DIRECTIONS:
Read through the listing below and return only the lines containing "display".

LISTED RECORDS:
● ● ● ● ●

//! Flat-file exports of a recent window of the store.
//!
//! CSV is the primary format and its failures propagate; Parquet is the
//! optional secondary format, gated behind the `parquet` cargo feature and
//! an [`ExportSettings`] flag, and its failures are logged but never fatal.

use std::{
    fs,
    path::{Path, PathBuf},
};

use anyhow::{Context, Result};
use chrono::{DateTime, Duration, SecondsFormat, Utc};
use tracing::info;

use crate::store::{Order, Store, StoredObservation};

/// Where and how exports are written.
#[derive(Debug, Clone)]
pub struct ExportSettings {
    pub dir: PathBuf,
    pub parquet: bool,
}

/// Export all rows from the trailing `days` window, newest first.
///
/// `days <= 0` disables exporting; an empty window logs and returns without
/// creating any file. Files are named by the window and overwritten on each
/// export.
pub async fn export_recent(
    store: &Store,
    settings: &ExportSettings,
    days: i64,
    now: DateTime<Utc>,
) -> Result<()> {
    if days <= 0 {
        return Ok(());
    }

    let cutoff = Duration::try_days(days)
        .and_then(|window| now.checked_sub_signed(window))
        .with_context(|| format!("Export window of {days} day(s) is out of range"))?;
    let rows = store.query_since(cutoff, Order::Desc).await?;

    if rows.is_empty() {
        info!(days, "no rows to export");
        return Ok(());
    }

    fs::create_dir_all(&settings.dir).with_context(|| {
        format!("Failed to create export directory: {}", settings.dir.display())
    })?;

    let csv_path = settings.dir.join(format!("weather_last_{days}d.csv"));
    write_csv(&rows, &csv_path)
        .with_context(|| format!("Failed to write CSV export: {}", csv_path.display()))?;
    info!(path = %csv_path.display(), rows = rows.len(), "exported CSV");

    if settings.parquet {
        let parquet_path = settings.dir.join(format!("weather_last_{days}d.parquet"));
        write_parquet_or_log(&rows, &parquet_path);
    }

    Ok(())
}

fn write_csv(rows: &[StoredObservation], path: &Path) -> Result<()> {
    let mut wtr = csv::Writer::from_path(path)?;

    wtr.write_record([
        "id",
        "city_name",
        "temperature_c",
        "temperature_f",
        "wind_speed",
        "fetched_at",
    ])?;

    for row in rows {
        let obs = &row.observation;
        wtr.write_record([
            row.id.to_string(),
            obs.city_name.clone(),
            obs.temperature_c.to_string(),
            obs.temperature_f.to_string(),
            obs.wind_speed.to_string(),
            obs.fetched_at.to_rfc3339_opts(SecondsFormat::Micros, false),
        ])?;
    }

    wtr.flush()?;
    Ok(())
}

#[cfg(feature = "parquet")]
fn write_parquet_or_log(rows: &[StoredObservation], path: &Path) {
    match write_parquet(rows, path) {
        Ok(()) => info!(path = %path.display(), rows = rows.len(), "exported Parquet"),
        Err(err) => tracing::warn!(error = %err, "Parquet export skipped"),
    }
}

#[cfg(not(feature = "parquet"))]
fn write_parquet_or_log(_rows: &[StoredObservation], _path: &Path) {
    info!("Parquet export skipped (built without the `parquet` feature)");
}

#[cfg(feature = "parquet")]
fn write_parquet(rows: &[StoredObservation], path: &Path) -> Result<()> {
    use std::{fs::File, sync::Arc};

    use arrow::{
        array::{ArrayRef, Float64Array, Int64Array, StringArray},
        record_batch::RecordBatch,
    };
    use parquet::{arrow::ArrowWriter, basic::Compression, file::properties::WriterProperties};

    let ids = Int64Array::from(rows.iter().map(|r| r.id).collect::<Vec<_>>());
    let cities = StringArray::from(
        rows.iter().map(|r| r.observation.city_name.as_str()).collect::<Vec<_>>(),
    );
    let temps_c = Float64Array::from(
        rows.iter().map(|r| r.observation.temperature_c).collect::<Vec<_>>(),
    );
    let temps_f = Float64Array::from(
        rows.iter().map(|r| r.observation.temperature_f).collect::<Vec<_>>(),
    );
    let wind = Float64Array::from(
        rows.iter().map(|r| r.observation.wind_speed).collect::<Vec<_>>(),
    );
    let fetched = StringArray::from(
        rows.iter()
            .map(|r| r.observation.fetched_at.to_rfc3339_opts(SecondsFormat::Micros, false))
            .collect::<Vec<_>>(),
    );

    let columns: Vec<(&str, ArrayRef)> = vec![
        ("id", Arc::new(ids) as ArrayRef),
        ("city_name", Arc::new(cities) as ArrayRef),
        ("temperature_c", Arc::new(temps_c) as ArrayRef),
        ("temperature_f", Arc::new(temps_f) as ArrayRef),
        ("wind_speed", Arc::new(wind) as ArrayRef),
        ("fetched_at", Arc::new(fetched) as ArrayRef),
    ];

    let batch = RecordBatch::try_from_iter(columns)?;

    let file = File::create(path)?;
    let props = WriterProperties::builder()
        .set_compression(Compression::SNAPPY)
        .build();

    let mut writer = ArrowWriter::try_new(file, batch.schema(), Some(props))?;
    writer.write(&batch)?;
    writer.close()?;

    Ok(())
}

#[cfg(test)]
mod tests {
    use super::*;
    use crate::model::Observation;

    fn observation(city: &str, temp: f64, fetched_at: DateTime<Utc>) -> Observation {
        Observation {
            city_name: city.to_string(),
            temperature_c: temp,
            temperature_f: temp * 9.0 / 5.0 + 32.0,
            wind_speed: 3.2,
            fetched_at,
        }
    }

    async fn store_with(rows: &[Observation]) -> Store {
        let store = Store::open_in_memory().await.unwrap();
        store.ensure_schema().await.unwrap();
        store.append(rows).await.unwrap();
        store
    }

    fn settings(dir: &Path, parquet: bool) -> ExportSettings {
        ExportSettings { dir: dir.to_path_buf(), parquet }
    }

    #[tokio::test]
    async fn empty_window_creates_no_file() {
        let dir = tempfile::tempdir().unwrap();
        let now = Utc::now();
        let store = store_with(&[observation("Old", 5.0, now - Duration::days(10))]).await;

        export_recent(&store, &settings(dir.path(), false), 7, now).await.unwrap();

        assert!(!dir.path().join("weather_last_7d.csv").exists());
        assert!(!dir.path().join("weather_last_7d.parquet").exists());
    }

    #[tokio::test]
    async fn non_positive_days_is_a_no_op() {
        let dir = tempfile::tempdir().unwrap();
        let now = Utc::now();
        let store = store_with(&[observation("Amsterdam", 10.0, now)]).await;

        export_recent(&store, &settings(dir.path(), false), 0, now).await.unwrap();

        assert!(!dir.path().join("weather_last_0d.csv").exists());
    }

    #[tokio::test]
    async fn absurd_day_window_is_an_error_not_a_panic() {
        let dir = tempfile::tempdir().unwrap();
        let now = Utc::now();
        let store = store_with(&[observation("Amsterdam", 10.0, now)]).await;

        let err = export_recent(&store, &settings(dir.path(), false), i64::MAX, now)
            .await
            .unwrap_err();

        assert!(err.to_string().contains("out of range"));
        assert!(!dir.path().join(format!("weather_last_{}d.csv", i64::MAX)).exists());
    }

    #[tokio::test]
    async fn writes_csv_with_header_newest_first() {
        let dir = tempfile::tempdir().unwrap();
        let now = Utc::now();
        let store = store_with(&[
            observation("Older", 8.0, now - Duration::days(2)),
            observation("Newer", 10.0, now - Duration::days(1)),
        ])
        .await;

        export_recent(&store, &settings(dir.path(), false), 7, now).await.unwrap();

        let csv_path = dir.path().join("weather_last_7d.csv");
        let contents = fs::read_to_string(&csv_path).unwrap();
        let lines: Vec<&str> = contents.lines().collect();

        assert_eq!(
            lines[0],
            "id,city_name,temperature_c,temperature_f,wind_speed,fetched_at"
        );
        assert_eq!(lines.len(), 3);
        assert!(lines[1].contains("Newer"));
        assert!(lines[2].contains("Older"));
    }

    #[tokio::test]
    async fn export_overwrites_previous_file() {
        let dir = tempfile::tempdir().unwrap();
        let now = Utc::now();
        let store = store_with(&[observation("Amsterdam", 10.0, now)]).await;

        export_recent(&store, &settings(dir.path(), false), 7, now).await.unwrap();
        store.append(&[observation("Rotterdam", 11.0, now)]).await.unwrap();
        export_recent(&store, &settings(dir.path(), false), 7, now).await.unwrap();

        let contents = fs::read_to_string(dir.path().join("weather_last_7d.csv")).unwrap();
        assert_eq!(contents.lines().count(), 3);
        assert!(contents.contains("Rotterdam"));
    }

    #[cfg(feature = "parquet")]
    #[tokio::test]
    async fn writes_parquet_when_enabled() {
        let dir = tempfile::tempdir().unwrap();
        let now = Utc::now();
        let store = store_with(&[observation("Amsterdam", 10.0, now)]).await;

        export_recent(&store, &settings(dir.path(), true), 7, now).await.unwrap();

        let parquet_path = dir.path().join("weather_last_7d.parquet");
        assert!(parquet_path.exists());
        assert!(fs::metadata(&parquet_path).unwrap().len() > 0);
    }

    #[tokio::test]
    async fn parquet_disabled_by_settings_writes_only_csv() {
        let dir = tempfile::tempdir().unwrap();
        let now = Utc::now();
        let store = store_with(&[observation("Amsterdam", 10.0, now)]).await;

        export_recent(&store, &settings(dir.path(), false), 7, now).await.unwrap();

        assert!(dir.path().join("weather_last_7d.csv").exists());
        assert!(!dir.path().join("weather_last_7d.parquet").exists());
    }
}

● ● ● ● ●

EXPECTED ANSWER:
        format!("Failed to create export directory: {}", settings.dir.display())
        .with_context(|| format!("Failed to write CSV export: {}", csv_path.display()))?;
    info!(path = %csv_path.display(), rows = rows.len(), "exported CSV");
        Ok(()) => info!(path = %path.display(), rows = rows.len(), "exported Parquet"),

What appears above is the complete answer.